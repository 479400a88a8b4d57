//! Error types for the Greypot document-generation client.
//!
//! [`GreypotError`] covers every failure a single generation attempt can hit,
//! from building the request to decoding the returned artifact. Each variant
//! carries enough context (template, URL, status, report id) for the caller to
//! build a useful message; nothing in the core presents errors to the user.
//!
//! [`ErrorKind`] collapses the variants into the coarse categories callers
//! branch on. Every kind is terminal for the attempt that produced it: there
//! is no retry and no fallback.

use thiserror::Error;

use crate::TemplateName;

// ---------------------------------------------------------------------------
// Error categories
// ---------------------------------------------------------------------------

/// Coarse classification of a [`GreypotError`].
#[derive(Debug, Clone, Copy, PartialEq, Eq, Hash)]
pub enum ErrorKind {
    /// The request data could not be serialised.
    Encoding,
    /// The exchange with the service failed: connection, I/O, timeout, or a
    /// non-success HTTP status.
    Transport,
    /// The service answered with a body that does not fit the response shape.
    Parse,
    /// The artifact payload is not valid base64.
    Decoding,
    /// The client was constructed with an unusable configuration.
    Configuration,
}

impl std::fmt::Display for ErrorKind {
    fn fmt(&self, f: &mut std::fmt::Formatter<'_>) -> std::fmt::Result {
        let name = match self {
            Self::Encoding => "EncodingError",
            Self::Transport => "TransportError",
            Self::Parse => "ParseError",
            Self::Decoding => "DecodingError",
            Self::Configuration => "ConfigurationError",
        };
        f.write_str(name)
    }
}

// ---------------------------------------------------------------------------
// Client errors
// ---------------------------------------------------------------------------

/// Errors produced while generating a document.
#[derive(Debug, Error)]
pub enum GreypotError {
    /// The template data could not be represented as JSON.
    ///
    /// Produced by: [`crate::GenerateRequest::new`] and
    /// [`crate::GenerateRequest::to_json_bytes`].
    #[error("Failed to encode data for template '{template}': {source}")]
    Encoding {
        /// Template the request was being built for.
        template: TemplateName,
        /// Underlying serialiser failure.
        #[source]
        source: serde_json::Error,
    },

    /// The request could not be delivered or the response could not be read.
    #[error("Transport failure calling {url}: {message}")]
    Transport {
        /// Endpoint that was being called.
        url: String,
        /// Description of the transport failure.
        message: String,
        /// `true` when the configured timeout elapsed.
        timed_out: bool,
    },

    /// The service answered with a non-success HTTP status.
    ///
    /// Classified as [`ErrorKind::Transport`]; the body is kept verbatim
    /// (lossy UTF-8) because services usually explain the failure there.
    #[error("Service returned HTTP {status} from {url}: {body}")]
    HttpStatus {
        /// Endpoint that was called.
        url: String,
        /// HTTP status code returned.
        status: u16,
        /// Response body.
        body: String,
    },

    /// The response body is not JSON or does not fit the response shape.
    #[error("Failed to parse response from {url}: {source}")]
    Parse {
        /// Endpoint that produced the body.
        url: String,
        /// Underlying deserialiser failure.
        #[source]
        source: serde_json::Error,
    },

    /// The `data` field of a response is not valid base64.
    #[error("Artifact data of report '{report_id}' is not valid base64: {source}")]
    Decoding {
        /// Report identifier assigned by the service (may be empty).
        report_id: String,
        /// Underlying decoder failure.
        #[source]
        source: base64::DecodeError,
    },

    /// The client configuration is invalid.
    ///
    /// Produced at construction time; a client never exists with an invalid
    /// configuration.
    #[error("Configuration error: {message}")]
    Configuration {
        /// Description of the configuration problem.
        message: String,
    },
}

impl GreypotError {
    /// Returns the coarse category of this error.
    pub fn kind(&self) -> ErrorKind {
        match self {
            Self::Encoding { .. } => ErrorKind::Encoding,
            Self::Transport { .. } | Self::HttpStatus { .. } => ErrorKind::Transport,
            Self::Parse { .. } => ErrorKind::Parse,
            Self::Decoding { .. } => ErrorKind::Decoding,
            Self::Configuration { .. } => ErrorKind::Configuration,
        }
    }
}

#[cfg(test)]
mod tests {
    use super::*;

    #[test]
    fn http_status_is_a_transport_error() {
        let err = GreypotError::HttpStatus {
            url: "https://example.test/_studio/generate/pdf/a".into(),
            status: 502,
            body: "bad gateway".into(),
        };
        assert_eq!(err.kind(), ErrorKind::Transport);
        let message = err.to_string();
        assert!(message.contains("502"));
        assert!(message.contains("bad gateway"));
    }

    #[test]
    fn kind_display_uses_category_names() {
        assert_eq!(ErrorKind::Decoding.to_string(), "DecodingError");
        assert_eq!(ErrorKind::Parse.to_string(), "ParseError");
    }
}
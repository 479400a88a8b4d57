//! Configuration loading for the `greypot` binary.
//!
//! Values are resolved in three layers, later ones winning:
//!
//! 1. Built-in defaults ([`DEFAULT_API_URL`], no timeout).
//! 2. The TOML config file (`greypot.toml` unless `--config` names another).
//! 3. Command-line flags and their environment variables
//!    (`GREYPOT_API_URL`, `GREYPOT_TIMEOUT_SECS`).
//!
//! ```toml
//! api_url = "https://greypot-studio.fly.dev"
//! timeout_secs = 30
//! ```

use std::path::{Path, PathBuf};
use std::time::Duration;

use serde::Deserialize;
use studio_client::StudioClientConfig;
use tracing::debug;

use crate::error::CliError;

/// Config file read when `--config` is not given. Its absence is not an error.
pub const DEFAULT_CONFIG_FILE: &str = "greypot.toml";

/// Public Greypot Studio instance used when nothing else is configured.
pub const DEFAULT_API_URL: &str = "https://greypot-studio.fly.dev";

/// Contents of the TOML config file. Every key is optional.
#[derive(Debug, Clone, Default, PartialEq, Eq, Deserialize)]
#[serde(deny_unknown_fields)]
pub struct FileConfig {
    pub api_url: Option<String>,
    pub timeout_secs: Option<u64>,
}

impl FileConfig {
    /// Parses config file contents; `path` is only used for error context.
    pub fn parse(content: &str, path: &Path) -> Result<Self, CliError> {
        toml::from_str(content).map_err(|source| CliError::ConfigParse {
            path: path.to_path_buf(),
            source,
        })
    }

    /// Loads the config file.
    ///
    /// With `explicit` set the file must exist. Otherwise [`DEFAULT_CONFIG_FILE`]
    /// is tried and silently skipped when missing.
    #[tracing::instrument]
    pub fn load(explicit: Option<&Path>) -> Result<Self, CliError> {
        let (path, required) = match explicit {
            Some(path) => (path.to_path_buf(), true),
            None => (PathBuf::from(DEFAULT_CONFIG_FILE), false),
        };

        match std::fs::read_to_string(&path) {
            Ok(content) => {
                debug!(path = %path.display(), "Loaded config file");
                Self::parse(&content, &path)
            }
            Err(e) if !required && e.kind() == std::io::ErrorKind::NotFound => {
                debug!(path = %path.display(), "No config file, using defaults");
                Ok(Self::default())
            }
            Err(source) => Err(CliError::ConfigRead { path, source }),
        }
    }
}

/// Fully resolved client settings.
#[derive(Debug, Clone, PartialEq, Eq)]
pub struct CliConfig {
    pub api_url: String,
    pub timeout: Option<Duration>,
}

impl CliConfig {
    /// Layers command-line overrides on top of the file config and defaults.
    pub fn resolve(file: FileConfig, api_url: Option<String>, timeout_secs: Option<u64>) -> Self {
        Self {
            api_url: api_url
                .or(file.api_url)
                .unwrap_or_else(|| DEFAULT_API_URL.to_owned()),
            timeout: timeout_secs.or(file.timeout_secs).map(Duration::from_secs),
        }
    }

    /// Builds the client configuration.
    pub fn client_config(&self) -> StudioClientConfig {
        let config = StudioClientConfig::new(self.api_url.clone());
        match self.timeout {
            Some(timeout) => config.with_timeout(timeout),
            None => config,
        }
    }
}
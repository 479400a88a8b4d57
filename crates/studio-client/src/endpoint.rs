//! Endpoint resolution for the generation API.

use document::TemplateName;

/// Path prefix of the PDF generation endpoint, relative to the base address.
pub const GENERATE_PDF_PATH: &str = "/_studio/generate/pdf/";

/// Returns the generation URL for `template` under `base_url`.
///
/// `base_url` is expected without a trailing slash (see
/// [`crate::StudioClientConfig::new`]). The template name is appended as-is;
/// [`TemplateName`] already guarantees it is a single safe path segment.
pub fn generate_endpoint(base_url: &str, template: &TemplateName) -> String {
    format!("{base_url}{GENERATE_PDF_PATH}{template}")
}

**WHAT TO WORK ON:** Give back exactly the lines starting at the one with "template: &TemplateName) ->" and running to the end of the listing. Include both ends.

**OUTPUT:**
pub fn generate_endpoint(base_url: &str, template: &TemplateName) -> String {
    format!("{base_url}{GENERATE_PDF_PATH}{template}")
}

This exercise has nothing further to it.